To find out, we went to Aruba with JetBlue for a two-night stay at the Aruba Marriott Resort and Stellaris Casino in Palm Beach. This means a four-hours-and-change flight from Boston for an epically burned out editor with less than two full days of soaking up the sun, sand and beachside cocktails. Doesn’t sound relaxing enough? Believe it or not, it was. Here’s how we found Zen in a weekend.

Upgrade your flight

It’s pricey, but upgrading your ticket kick-starts your vacation the minute you board the plane. And when you have only two days, you might as well make the most of it. We flew JetBlue Mint, a new premium domestic service that kicked off a Boston to Aruba service this month. Fares start at $599 each way with seats that recline fully to become 80-inch beds, Hollywood-inspired toiletry kits from Hayward & Hopper and a menu of small plates straight from New York’s chic comfort food restaurant Saxon + Parole and takeaway desserts by Tom Colicchio favorite Mah-Ze-Dahr Bakery.

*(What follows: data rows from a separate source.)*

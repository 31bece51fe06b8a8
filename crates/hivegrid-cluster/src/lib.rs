//! hivegrid-cluster — the pool rebalancing core.
//!
//! Owns the live topology (nodes owning workers), computes per-node load,
//! and relocates the hottest worker off an overloaded node each tick:
//!
//! ```text
//! ControlLoop (one tick)
//!   ├── Monitor::update_all_metrics      (snapshot → store → event bus)
//!   └── ClusterManager::monitor_and_rebalance
//!         ├── Node::is_overloaded        (load recomputed from telemetry)
//!         ├── candidate: max-throughput worker on the hot node
//!         ├── target: least-loaded other node, or a freshly provisioned one
//!         └── Node::migrate_worker_out   (ownership persisted mid-move)
//! ```
//!
//! Ownership is strict: the manager owns the node map, a node owns its
//! workers, and every configuration change is announced to the state store
//! before the operation returns.

pub mod control;
pub mod error;
pub mod manager;
pub mod node;
pub mod worker;

pub use control::ControlLoop;
pub use error::{ClusterError, ClusterResult};
pub use manager::{
    ClusterConfig, ClusterManager, DeferredPolicy, PendingMigration, RebalanceOutcome,
};
pub use node::{DEFAULT_OVERLOAD_THRESHOLD, NODE_CAPACITY, Node};
pub use worker::Worker;
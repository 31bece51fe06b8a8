//! Error types for the hivegrid persistence store.

use thiserror::Error;

/// Result type alias for store operations.
pub type StateResult<T> = Result<T, StateError>;

/// Errors that can occur during store operations.
#[derive(Debug, Error)]
pub enum StateError {
    #[error("failed to open database: {0}")]
    Open(String),

    #[error("transaction error: {0}")]
    Transaction(String),

    #[error("table error: {0}")]
    Table(String),

    #[error("read error: {0}")]
    Read(String),

    #[error("write error: {0}")]
    Write(String),

    #[error("serialization error: {0}")]
    Serialize(String),

    #[error("deserialization error: {0}")]
    Deserialize(String),
}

Call it over-the-top or an indulgence, but there’s something to be said when you leave a long flight feeling even more refreshed than when you boarded.

Ask the locals

Once on the ground, we turned to food editorial duo The Curious Pear for our game plan. Writer Meg Abbott and photographer Issy Croker travel the world capturing beautiful places, people and culinary delights, on tight deadlines (and budgets) to create stories that truly take you away. So how do we get a satisfying taste of a place in 48 hours or less?

“We usually start by asking our taxi driver, Airbnb host or a shop owner where their favorite place to eat is — more often than not, that always leads to somewhere unique and delicious,” says Abbott.

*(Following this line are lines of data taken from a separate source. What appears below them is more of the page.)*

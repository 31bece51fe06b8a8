//! Node — an addressable container of workers with a derived load value.

use tracing::{debug, warn};

use hivegrid_state::{NodeConfig, NodeId, NodeStatus, WorkerId};

use crate::error::{ClusterError, ClusterResult};
use crate::worker::Worker;

/// Fixed capacity a node's aggregate throughput is measured against.
pub const NODE_CAPACITY: f64 = 100.0;

/// Load above which a node is considered overloaded.
pub const DEFAULT_OVERLOAD_THRESHOLD: f64 = 0.8;

/// A virtual compute node hosting workers and one outbound upstream link.
///
/// The node exclusively owns its worker collection. `load_metric` is
/// derived state: it is recomputed from live telemetry before every use
/// and is never treated as authoritative when persisted elsewhere.
pub struct Node {
    id: NodeId,
    workers: Vec<Worker>,
    load_metric: f64,
    connection_info: String,
    upstream_address: String,
    status: NodeStatus,
    /// Set while a deferred migration out of this node is pending, so a
    /// second rebalance cannot start an overlapping move.
    migration_in_flight: bool,
}

impl Node {
    pub fn new(
        id: NodeId,
        connection_info: String,
        upstream_address: String,
        status: NodeStatus,
    ) -> Self {
        Self {
            id,
            workers: Vec::new(),
            load_metric: 0.0,
            connection_info,
            upstream_address,
            status,
            migration_in_flight: false,
        }
    }

    /// Rebuild a node from its persisted config. Workers are attached
    /// separately from their own configs.
    pub fn from_config(config: &NodeConfig) -> Self {
        Self::new(
            config.id.clone(),
            config.connection_info.clone(),
            config.upstream_address.clone(),
            config.status,
        )
    }

    pub fn id(&self) -> &str {
        &self.id
    }

    pub fn status(&self) -> NodeStatus {
        self.status
    }

    pub fn set_status(&mut self, status: NodeStatus) {
        self.status = status;
    }

    pub fn upstream_address(&self) -> &str {
        &self.upstream_address
    }

    pub fn set_upstream_address(&mut self, address: String) {
        self.upstream_address = address;
    }

    pub fn migration_in_flight(&self) -> bool {
        self.migration_in_flight
    }

    pub fn set_migration_in_flight(&mut self, in_flight: bool) {
        self.migration_in_flight = in_flight;
    }

    pub fn workers(&self) -> &[Worker] {
        &self.workers
    }

    pub fn workers_mut(&mut self) -> &mut [Worker] {
        &mut self.workers
    }

    pub fn worker_count(&self) -> usize {
        self.workers.len()
    }

    pub fn worker_ids(&self) -> Vec<WorkerId> {
        self.workers.iter().map(|w| w.id().to_string()).collect()
    }

    pub fn has_worker(&self, worker_id: &str) -> bool {
        self.workers.iter().any(|w| w.id() == worker_id)
    }

    /// Take ownership of a worker (bootstrap and store-restore path).
    pub fn add_worker(&mut self, worker: Worker) {
        self.workers.push(worker);
    }

    /// The durable view of this node. Load is deliberately not part of it.
    pub fn config(&self) -> NodeConfig {
        NodeConfig {
            id: self.id.clone(),
            status: self.status,
            connection_info: self.connection_info.clone(),
            upstream_address: self.upstream_address.clone(),
        }
    }

    /// Recompute load as aggregate worker throughput over [`NODE_CAPACITY`].
    /// Stores and returns the value.
    pub fn compute_load(&mut self) -> f64 {
        let total: f64 = self.workers.iter().map(Worker::report_throughput).sum();
        self.load_metric = total / NODE_CAPACITY;
        self.load_metric
    }

    /// Whether this node is over the given load threshold. Always
    /// recomputes; never trusts a stale cached value.
    pub fn is_overloaded(&mut self, threshold: f64) -> bool {
        self.compute_load() > threshold
    }

    /// Last computed load. Only meaningful right after [`Self::compute_load`].
    pub fn load_metric(&self) -> f64 {
        self.load_metric
    }

    /// Relocate one worker to `target`, atomically in effect:
    /// remove from this node, persist the new ownership, append to the
    /// target. The ordering means no observer of this single-threaded
    /// loop ever counts the worker on two nodes or on neither.
    ///
    /// An unknown `worker_id` fails with no state change; a persistence
    /// failure puts the worker back where it was and propagates.
    pub fn migrate_worker_out(&mut self, worker_id: &str, target: &mut Node) -> ClusterResult<()> {
        let position = self
            .workers
            .iter()
            .position(|w| w.id() == worker_id)
            .ok_or_else(|| {
                warn!(node_id = %self.id, %worker_id, "migration source does not own worker");
                ClusterError::WorkerNotFound(worker_id.to_string())
            })?;

        let mut worker = self.workers.remove(position);
        if let Err(e) = worker.reassign_to(target.id()) {
            self.workers.insert(position, worker);
            return Err(e);
        }
        target.workers.push(worker);

        debug!(
            %worker_id,
            from = %self.id,
            to = %target.id,
            "worker migrated"
        );
        Ok(())
    }
}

So we asked our taxi driver, who recommended our first stop: Madame Janette, a lively, fairy light-lit al fresco restaurant in Noord that blends Caribbean and Dutch cuisines. Plate-size pork schnitzels and their signature almond-crusted grouper — an enormous flaky fish coated in tender almond slices with a spinach cream sauce — are served alongside frosty coupes of Frosé. The next night, wanting to eat like locals, we wandered to Juanchi’s, an outdoor burger stand in Palm Beach with crispy onion cheeseburgers, plump saucy chicken wings, sweet papelón con limón and great nighttime people watching.

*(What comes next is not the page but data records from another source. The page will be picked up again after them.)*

pub async fn has_outcome(pool: &SqlitePool, user_id: i64, channel: &str, local_date: NaiveDate, kind: &str, outcome: &str) -> Result<bool> {
    let row: (i64,) = sqlx::query_as(
        "SELECT COUNT(*) FROM notification_records
         WHERE user_id = ? AND channel = ? AND local_date = ? AND kind = ? AND outcome = ?",
    )
    .bind(user_id)
    .bind(channel)
    .bind(local_date.to_string())
    .bind(kind)
    .bind(outcome)
    .fetch_one(pool)
    .await
    .context("checking notification outcome")?;
    Ok(row.0 > 0)
}

/// Admin/debug operation: wipe the ledger for a user's single local day so a
/// fresh dispatch cycle can be forced in testing or support.
pub async fn reset_notifications_for_date(pool: &SqlitePool, user_id: i64, local_date: NaiveDate) -> Result<u64> {
    let result = sqlx::query("DELETE FROM notification_records WHERE user_id = ? AND local_date = ?")
        .bind(user_id)
        .bind(local_date.to_string())
        .execute(pool)
        .await
        .context("resetting notification ledger")?;
    Ok(result.rows_affected())
}

pub async fn get_notification_records(pool: &SqlitePool, user_id: i64, local_date: NaiveDate) -> Result<Vec<NotificationRecord>> {
    let rows = sqlx::query_as::<_, NotificationRecord>(
        "SELECT id, user_id, channel, local_date, kind, outcome, attempt, payload, created_at
         FROM notification_records WHERE user_id = ? AND local_date = ?
         ORDER BY id",
    )
    .bind(user_id)
    .bind(local_date.to_string())
    .fetch_all(pool)
    .await
    .context("querying notification records")?;
    Ok(rows)
}

// ── Custom reminders ─────────────────────────────────────────────────────

#[allow(clippy::too_many_arguments)]
pub async fn insert_custom_reminder(
    pool: &SqlitePool,
    user_id: i64,
    time_of_day: &str,
    day_of_month: Option<i64>,
    description: &str,
    repeat_interval_minutes: i64,
    max_attempts_per_day: i64,
    next_fire_at_utc: chrono::NaiveDateTime,
    cycle_local_date: NaiveDate,
) -> Result<i64> {
    let result = sqlx::query(
        "INSERT INTO custom_reminders
         (user_id, time_of_day, day_of_month, description, repeat_interval_minutes,
          max_attempts_per_day, cycle_local_date, next_fire_at_utc, enabled)
         VALUES (?, ?, ?, ?, ?, ?, ?, ?, 1)",
    )
    .bind(user_id)
    .bind(time_of_day)
    .bind(day_of_month)
    .bind(description)
    .bind(repeat_interval_minutes)
    .bind(max_attempts_per_day)
    .bind(cycle_local_date.to_string())
    .bind(next_fire_at_utc)
    .execute(pool)
    .await
    .context("inserting custom reminder")?;
    Ok(result.last_insert_rowid())
}

pub async fn get_custom_reminder(pool: &SqlitePool, reminder_id: i64) -> Result<Option<CustomReminder>> {
    let row = sqlx::query_as::<_, CustomReminder>(custom_reminder_select("WHERE id = ?"))
        .bind(reminder_id)
        .fetch_optional(pool)
        .await
        .context("querying custom reminder")?;
    Ok(row)
}

pub async fn list_custom_reminders(pool: &SqlitePool, user_id: i64) -> Result<Vec<CustomReminder>> {
    let rows = sqlx::query_as::<_, CustomReminder>(custom_reminder_select("WHERE user_id = ? ORDER BY time_of_day"))
        .bind(user_id)
        .fetch_all(pool)
        .await
        .context("listing custom reminders")?;
    Ok(rows)
}

pub async fn delete_custom_reminder(pool: &SqlitePool, reminder_id: i64, user_id: i64) -> Result<bool> {
    let result = sqlx::query("DELETE FROM custom_reminders WHERE id = ? AND user_id = ?")
        .bind(reminder_id)
        .bind(user_id)
        .execute(pool)
        .await
        .context("deleting custom reminder")?;
    Ok(result.rows_affected() > 0)
}

#[allow(clippy::too_many_arguments)]
pub async fn reschedule_custom_reminder(
    pool: &SqlitePool,
    reminder_id: i64,
    next_fire_at_utc: chrono::NaiveDateTime,
    cycle_local_date: NaiveDate,
    attempts_sent_today: i64,
    done_today: bool,
) -> Result<()> {
    sqlx::query(
        "UPDATE custom_reminders SET next_fire_at_utc = ?, cycle_local_date = ?,
         attempts_sent_today = ?, done_today = ?, locked_until_utc = NULL
         WHERE id = ?",
    )
    .bind(next_fire_at_utc)
    .bind(cycle_local_date.to_string())
    .bind(attempts_sent_today)
    .bind(done_today)
    .bind(reminder_id)
    .execute(pool)
    .await
    .context("rescheduling custom reminder")?;
    Ok(())
}

/// Update whichever fields are `Some`, leaving the rest as-is. Returns
/// `false` if the reminder doesn't exist or isn't owned by `user_id`.
#[allow(clippy::too_many_arguments)]
pub async fn update_custom_reminder(
    pool: &SqlitePool,
    reminder_id: i64,
    user_id: i64,
    time_of_day: Option<&str>,
    day_of_month: Option<i64>,
    description: Option<&str>,
    repeat_interval_minutes: Option<i64>,
    max_attempts_per_day: Option<i64>,
) -> Result<bool> {
    let Some(existing) = get_custom_reminder(pool, reminder_id).await? else {
        return Ok(false);
    };
    if existing.user_id != user_id {
        return Ok(false);
    }

    let time_of_day = time_of_day.unwrap_or(&existing.time_of_day);
    let day_of_month = day_of_month.or(existing.day_of_month);
    let description = description.unwrap_or(&existing.description);
    let repeat_interval_minutes = repeat_interval_minutes.unwrap_or(existing.repeat_interval_minutes);
    let max_attempts_per_day = max_attempts_per_day.unwrap_or(existing.max_attempts_per_day);

    sqlx::query(
        "UPDATE custom_reminders SET time_of_day = ?, day_of_month = ?, description = ?,
         repeat_interval_minutes = ?, max_attempts_per_day = ? WHERE id = ?",
    )
    .bind(time_of_day)
    .bind(day_of_month)
    .bind(description)
    .bind(repeat_interval_minutes)
    .bind(max_attempts_per_day)
    .bind(reminder_id)
    .execute(pool)
    .await
    .context("updating custom reminder")?;
    Ok(true)
}

pub async fn set_custom_reminder_enabled(pool: &SqlitePool, reminder_id: i64, user_id: i64, enabled: bool) -> Result<bool> {
    let result = sqlx::query("UPDATE custom_reminders SET enabled = ? WHERE id = ? AND user_id = ?")
        .bind(enabled)
        .bind(reminder_id)
        .bind(user_id)
        .execute(pool)
        .await
        .context("toggling custom reminder")?;
    Ok(result.rows_affected() > 0)
}

pub async fn mark_custom_reminder_sent(
    pool: &SqlitePool,
    reminder_id: i64,
    attempts_sent_today: i64,
    last_sent_at_utc: chrono::NaiveDateTime,
) -> Result<()> {
    sqlx::query(
        "UPDATE custom_reminders SET attempts_sent_today = ?, last_sent_at_utc = ? WHERE id = ?",
    )
    .bind(attempts_sent_today)
    .bind(last_sent_at_utc)
    .bind(reminder_id)
    .execute(pool)
    .await
    .context("recording custom reminder send")?;
    Ok(())
}

/// Claim up to `limit` due, unlocked reminders by setting a short lease.
/// Select-then-conditional-update inside a transaction (SQLite has no
/// `UPDATE ... RETURNING` with the row-selection semantics we need here).
pub async fn claim_due_custom_reminders(
    pool: &SqlitePool,
    now: chrono::NaiveDateTime,
    lease_until: chrono::NaiveDateTime,
    limit: i64,
) -> Result<Vec<CustomReminder>> {
    let mut tx = pool.begin().await.context("starting reminder claim transaction")?;

    let candidates: Vec<(i64,)> = sqlx::query_as(
        "SELECT id FROM custom_reminders
         WHERE enabled = 1 AND next_fire_at_utc <= ?
           AND (locked_until_utc IS NULL OR locked_until_utc <= ?)
         ORDER BY next_fire_at_utc
         LIMIT ?",
    )
    .bind(now)
    .bind(now)
    .bind(limit)
    .fetch_all(&mut *tx)
    .await
    .context("selecting due custom reminders")?;

    let mut claimed = Vec::with_capacity(candidates.len());
    for (id,) in candidates {
        sqlx::query("UPDATE custom_reminders SET locked_until_utc = ? WHERE id = ?")
            .bind(lease_until)
            .bind(id)
            .execute(&mut *tx)
            .await
            .context("leasing custom reminder")?;

        let row = sqlx::query_as::<_, CustomReminder>(custom_reminder_select("WHERE id = ?"))
            .bind(id)
            .fetch_one(&mut *tx)
            .await
            .context("reading claimed custom reminder")?;
        claimed.push(row);
    }

    tx.commit().await.context("committing reminder claim")?;
    Ok(claimed)
}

Our driver also took us along the scenic route (don’t worry: Most cabs are flat-rate, agreed to upon entry) to drive by the aloe fields of Aruba Aloe in Hato. While we didn’t have a chance to take the tour (they’re free and offered every 15 minutes), we did purchase bottles at their Palm Beach boutique to cool sunburns and as gifts.

Don’t adjust your sleep schedule

The obvious advice is to not sleep your vacation away — with only 48 hours, you should enjoy all of them. The plush embrace of a resort makes sleeping in or conking out on the beach easy temptations, but oversleeping can actually cause your body distress by confusing your circadian rhythms. We decided to keep to our regular weekday schedule, hitting the hay around midnight, and waking just before 8 a.m.

The result? We felt refreshed and energized for the duration of our two-day trip. Not sleeping in gave us a chance to hit the hotel’s extravagant La Vista breakfast buffet before the crowds, and first dibs on the complimentary cabanas that we camped out under through sunset with fish tacos and fruity rum cocktails.Just like in regular life, the days seem endless when you wake ready to embrace the world, and it seems pretty foolish that anyone would ever go on vacation to sleep.

Once we landed back in Boston — which had just suffered its first hail of the season — there was a sigh of relief. While there’s always going to be the desperate melancholy of a vacation ended, there’s a sense of fulfillment and satisfaction from efficiently spent time that the neurotic and work-obsessed thrive on. And honestly, for some of us, that’s pretty relaxing.